What the task requires
Each line below must be written out exactly as shown.

Data records

"""

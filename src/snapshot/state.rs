//! Snapshot value types
//!
//! A snapshot is the full authoritative world state at one tick. Every entity
//! group is optional: a `None` field means the wire shape did not carry it,
//! which is different from "carried and empty" (an empty brick list).

use glam::{DVec2, Vec2};
use serde::{Deserialize, Serialize};

/// Inbound wire shape generations
#[derive(Debug, Clone, Copy, PartialEq, Eq, Hash, Serialize, Deserialize, Default)]
pub enum WireShape {
    /// `"<number>"`: paddle offset from center
    G1,
    /// `"<num>,<num>,<num>"`: paddle x, ball x, ball y
    G2,
    /// Structured `{boardX, ballState, bricksState}`
    #[default]
    G3,
    /// Pick the shape per message from its content
    Auto,
}

impl WireShape {
    pub fn as_str(&self) -> &'static str {
        match self {
            WireShape::G1 => "g1",
            WireShape::G2 => "g2",
            WireShape::G3 => "g3",
            WireShape::Auto => "auto",
        }
    }

    pub fn from_str(s: &str) -> Option<Self> {
        match s.to_lowercase().as_str() {
            "g1" | "scalar" => Some(WireShape::G1),
            "g2" | "triple" => Some(WireShape::G2),
            "g3" | "structured" | "json" => Some(WireShape::G3),
            "auto" => Some(WireShape::Auto),
            _ => None,
        }
    }
}

/// One raw inbound message, before decoding
#[derive(Debug, Clone, PartialEq)]
pub enum RawMessage {
    /// String payload (G1, G2, or G3 serialized as JSON text)
    Text(String),
    /// Already-structured payload (G3)
    Structured(serde_json::Value),
}

impl From<&str> for RawMessage {
    fn from(s: &str) -> Self {
        RawMessage::Text(s.to_owned())
    }
}

impl From<String> for RawMessage {
    fn from(s: String) -> Self {
        RawMessage::Text(s)
    }
}

impl From<serde_json::Value> for RawMessage {
    fn from(v: serde_json::Value) -> Self {
        RawMessage::Structured(v)
    }
}

/// Paddle fields. Wire shapes only carry x; y is the configured baseline.
#[derive(Debug, Clone, Copy, PartialEq)]
pub struct PaddleState {
    pub x: f32,
}

/// Exact identity of a brick position.
///
/// Built from the full-precision coordinates before they are narrowed for
/// drawing, so two positions that round to the same `f32` stay distinct.
/// `-0.0` and `0.0` are the same key.
#[derive(Debug, Clone, Copy, PartialEq, Eq, Hash, PartialOrd, Ord)]
pub struct PositionKey(u64, u64);

impl PositionKey {
    pub fn new(pos: DVec2) -> Self {
        let canon = |v: f64| if v == 0.0 { 0.0f64 } else { v };
        Self(canon(pos.x).to_bits(), canon(pos.y).to_bits())
    }
}

/// One live brick, render-space
#[derive(Debug, Clone, Copy, PartialEq)]
pub struct BrickState {
    pub key: PositionKey,
    pub pos: Vec2,
    pub size: Vec2,
}

impl BrickState {
    pub fn new(x: f32, y: f32, w: f32, h: f32) -> Self {
        Self::at(DVec2::new(x as f64, y as f64), Vec2::new(w, h))
    }

    /// Brick at a full-precision render-space position
    pub fn at(pos: DVec2, size: Vec2) -> Self {
        Self {
            key: PositionKey::new(pos),
            pos: pos.as_vec2(),
            size,
        }
    }
}

/// Decoded world state, already translated into render-space
#[derive(Debug, Clone, PartialEq, Default)]
pub struct Snapshot {
    /// Shape the message was decoded as (never `Auto`)
    pub shape: WireShape,
    pub paddle: Option<PaddleState>,
    pub ball: Option<Vec2>,
    pub bricks: Option<Vec<BrickState>>,
}

impl Snapshot {
    /// True if the message carried nothing the scene can use
    pub fn is_empty(&self) -> bool {
        self.paddle.is_none() && self.ball.is_none() && self.bricks.is_none()
    }

    pub fn brick_count(&self) -> Option<usize> {
        self.bricks.as_ref().map(Vec::len)
    }
}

"""

The answer
filename src/snapshot/state.rs
//! Snapshot value types
//!
//! A snapshot is the full authoritative world state at one tick. Every entity
//! group is optional: a `None` field means the wire shape did not carry it,
//! which is different from "carried and empty" (an empty brick list).

use glam::{DVec2, Vec2};
use serde::{Deserialize, Serialize};

/// Inbound wire shape generations
#[derive(Debug, Clone, Copy, PartialEq, Eq, Hash, Serialize, Deserialize, Default)]
pub enum WireShape {
    /// `"<number>"`: paddle offset from center
    G1,
    /// `"<num>,<num>,<num>"`: paddle x, ball x, ball y
    G2,
    /// Structured `{boardX, ballState, bricksState}`
    #[default]
    G3,
    /// Pick the shape per message from its content
    Auto,
}

impl WireShape {
    pub fn as_str(&self) -> &'static str {
        match self {
            WireShape::G1 => "g1",
            WireShape::G2 => "g2",
            WireShape::G3 => "g3",
            WireShape::Auto => "auto",
        }
    }

    pub fn from_str(s: &str) -> Option<Self> {
        match s.to_lowercase().as_str() {
            "g1" | "scalar" => Some(WireShape::G1),
            "g2" | "triple" => Some(WireShape::G2),
            "g3" | "structured" | "json" => Some(WireShape::G3),
            "auto" => Some(WireShape::Auto),
            _ => None,
        }
    }
}

/// One raw inbound message, before decoding
#[derive(Debug, Clone, PartialEq)]
pub enum RawMessage {
    /// String payload (G1, G2, or G3 serialized as JSON text)
    Text(String),
    /// Already-structured payload (G3)
    Structured(serde_json::Value),
}

impl From<&str> for RawMessage {
    fn from(s: &str) -> Self {
        RawMessage::Text(s.to_owned())
    }
}

impl From<String> for RawMessage {
    fn from(s: String) -> Self {
        RawMessage::Text(s)
    }
}

impl From<serde_json::Value> for RawMessage {
    fn from(v: serde_json::Value) -> Self {
        RawMessage::Structured(v)
    }
}

/// Paddle fields. Wire shapes only carry x; y is the configured baseline.
#[derive(Debug, Clone, Copy, PartialEq)]
pub struct PaddleState {
    pub x: f32,
}

/// Exact identity of a brick position.
///
/// Built from the full-precision coordinates before they are narrowed for
/// drawing, so two positions that round to the same `f32` stay distinct.
/// `-0.0` and `0.0` are the same key.
#[derive(Debug, Clone, Copy, PartialEq, Eq, Hash, PartialOrd, Ord)]
pub struct PositionKey(u64, u64);

impl PositionKey {
    pub fn new(pos: DVec2) -> Self {
        let canon = |v: f64| if v == 0.0 { 0.0f64 } else { v };
        Self(canon(pos.x).to_bits(), canon(pos.y).to_bits())
    }
}

/// One live brick, render-space
#[derive(Debug, Clone, Copy, PartialEq)]
pub struct BrickState {
    pub key: PositionKey,
    pub pos: Vec2,
    pub size: Vec2,
}

impl BrickState {
    pub fn new(x: f32, y: f32, w: f32, h: f32) -> Self {
        Self::at(DVec2::new(x as f64, y as f64), Vec2::new(w, h))
    }

    /// Brick at a full-precision render-space position
    pub fn at(pos: DVec2, size: Vec2) -> Self {
        Self {
            key: PositionKey::new(pos),
            pos: pos.as_vec2(),
            size,
        }
    }
}

/// Decoded world state, already translated into render-space
#[derive(Debug, Clone, PartialEq, Default)]
pub struct Snapshot {
    /// Shape the message was decoded as (never `Auto`)
    pub shape: WireShape,
    pub paddle: Option<PaddleState>,
    pub ball: Option<Vec2>,
    pub bricks: Option<Vec<BrickState>>,
}

impl Snapshot {
    /// True if the message carried nothing the scene can use
    pub fn is_empty(&self) -> bool {
        self.paddle.is_none() && self.ball.is_none() && self.bricks.is_none()
    }

    pub fn brick_count(&self) -> Option<usize> {
        self.bricks.as_ref().map(Vec::len)
    }
}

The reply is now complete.